Your assignment — Say how many lines in the following entries include "ChannelKind", and add nothing else.

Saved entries
------------------------------------------------------------

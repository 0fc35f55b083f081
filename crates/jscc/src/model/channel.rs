//! Simulated transmission channel between encoder and decoder.
//!
//! Symbols leaving the encoder are perturbed the way a wireless link would
//! perturb them: additive white Gaussian noise, optionally behind a Rayleigh
//! block-fading gain with perfect-CSI equalization at the receiver. The
//! perturbation is built from host-side rng draws converted to tensors, so
//! it sits on the autodiff graph as a constant and the whole run is
//! reproducible from a single seed.

use std::fmt;
use std::str::FromStr;

use burn::prelude::*;
use burn::tensor::TensorData;
use rand::Rng;
use rand_distr::StandardNormal;
use serde::{Deserialize, Serialize};

/// Statistical model applied during simulated transmission.
#[derive(Debug, Clone, Copy, PartialEq, Eq, Serialize, Deserialize)]
pub enum ChannelKind {
    /// Passthrough, no impairment.
    Ideal,
    /// Additive white Gaussian noise at the configured SNR.
    Awgn,
    /// Rayleigh block fading (one complex gain per image) plus AWGN,
    /// equalized at the receiver with perfect channel knowledge.
    Rayleigh,
}

impl fmt::Display for ChannelKind {
    fn fmt(&self, f: &mut fmt::Formatter<'_>) -> fmt::Result {
        match self {
            Self::Ideal => write!(f, "Ideal"),
            Self::Awgn => write!(f, "AWGN"),
            Self::Rayleigh => write!(f, "Rayleigh"),
        }
    }
}

impl FromStr for ChannelKind {
    type Err = String;

    fn from_str(s: &str) -> Result<Self, Self::Err> {
        match s.to_ascii_lowercase().as_str() {
            "ideal" => Ok(Self::Ideal),
            "awgn" => Ok(Self::Awgn),
            "rayleigh" => Ok(Self::Rayleigh),
            other => Err(format!(
                "unknown channel kind '{other}' (expected Ideal, AWGN, or Rayleigh)"
            )),
        }
    }
}

/// Configuration for the simulated channel.
#[derive(Config, Debug)]
pub struct ChannelConfig {
    /// Channel model.
    #[config(default = "ChannelKind::Rayleigh")]
    pub kind: ChannelKind,
    /// Signal-to-noise ratio in dB at unit signal power.
    #[config(default = 25.0)]
    pub snr_db: f64,
}

/// A fixed channel model at a fixed SNR.
#[derive(Debug, Clone)]
pub struct Channel {
    kind: ChannelKind,
    snr_db: f64,
}

impl Channel {
    /// Create a channel from its configuration.
    pub fn new(config: &ChannelConfig) -> Self {
        Self {
            kind: config.kind,
            snr_db: config.snr_db,
        }
    }

    /// The channel model in use.
    pub fn kind(&self) -> ChannelKind {
        self.kind
    }

    /// The configured SNR in dB.
    pub fn snr_db(&self) -> f64 {
        self.snr_db
    }

    /// Noise standard deviation per real dimension at unit signal power.
    pub fn noise_std(&self) -> f64 {
        10f64.powf(-self.snr_db / 20.0)
    }

    /// Transmit a batch of power-normalized symbol vectors `(batch, k)`.
    ///
    /// Returns the received (and, for Rayleigh, equalized) symbols of the
    /// same shape. Gradients flow through to `symbols`; the fading gains and
    /// noise are constants on the graph.
    ///
    /// # Panics
    /// Panics for the Rayleigh model if `k` is odd — symbols pair into
    /// complex values.
    pub fn transmit<B: Backend, R: Rng>(
        &self,
        symbols: Tensor<B, 2>,
        rng: &mut R,
    ) -> Tensor<B, 2> {
        match self.kind {
            ChannelKind::Ideal => symbols,
            ChannelKind::Awgn => {
                let [batch, k] = symbols.dims();
                let device = symbols.device();
                let noise = gaussian::<B, _>([batch, k], self.noise_std(), rng, &device);
                symbols + noise
            }
            ChannelKind::Rayleigh => {
                let [batch, k] = symbols.dims();
                assert!(
                    k % 2 == 0,
                    "Rayleigh fading needs an even symbol count, got {k}"
                );
                let half = k / 2;
                let device = symbols.device();

                // One complex gain h ~ CN(0, 1) per image (block fading).
                let h_re = gaussian::<B, _>(
                    [batch, 1],
                    std::f64::consts::FRAC_1_SQRT_2,
                    rng,
                    &device,
                );
                let h_im = gaussian::<B, _>(
                    [batch, 1],
                    std::f64::consts::FRAC_1_SQRT_2,
                    rng,
                    &device,
                );

                let z_re = symbols.clone().slice([0..batch, 0..half]);
                let z_im = symbols.slice([0..batch, half..k]);

                // y = h * z + n
                let y_re = z_re.clone() * h_re.clone() - z_im.clone() * h_im.clone()
                    + gaussian::<B, _>([batch, half], self.noise_std(), rng, &device);
                let y_im = z_re * h_im.clone() + z_im * h_re.clone()
                    + gaussian::<B, _>([batch, half], self.noise_std(), rng, &device);

                // Perfect-CSI equalization: z_hat = conj(h) * y / |h|^2.
                let denom = (h_re.clone().powf_scalar(2.0) + h_im.clone().powf_scalar(2.0))
                    .add_scalar(1e-9);
                let eq_re =
                    (y_re.clone() * h_re.clone() + y_im.clone() * h_im.clone()) / denom.clone();
                let eq_im = (y_im * h_re - y_re * h_im) / denom;

                Tensor::cat(vec![eq_re, eq_im], 1)
            }
        }
    }
}

/// Build a `(rows, cols)` Gaussian tensor from host-side draws.
fn gaussian<B: Backend, R: Rng>(
    shape: [usize; 2],
    stddev: f64,
    rng: &mut R,
    device: &B::Device,
) -> Tensor<B, 2> {
    let count = shape[0] * shape[1];
    let data: Vec<f32> = (0..count)
        .map(|_| {
            let n: f64 = rng.sample(StandardNormal);
            (n * stddev) as f32
        })
        .collect();
    Tensor::from_data(TensorData::new(data, shape), device)
}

------------------------------------------------------------

Written response — 10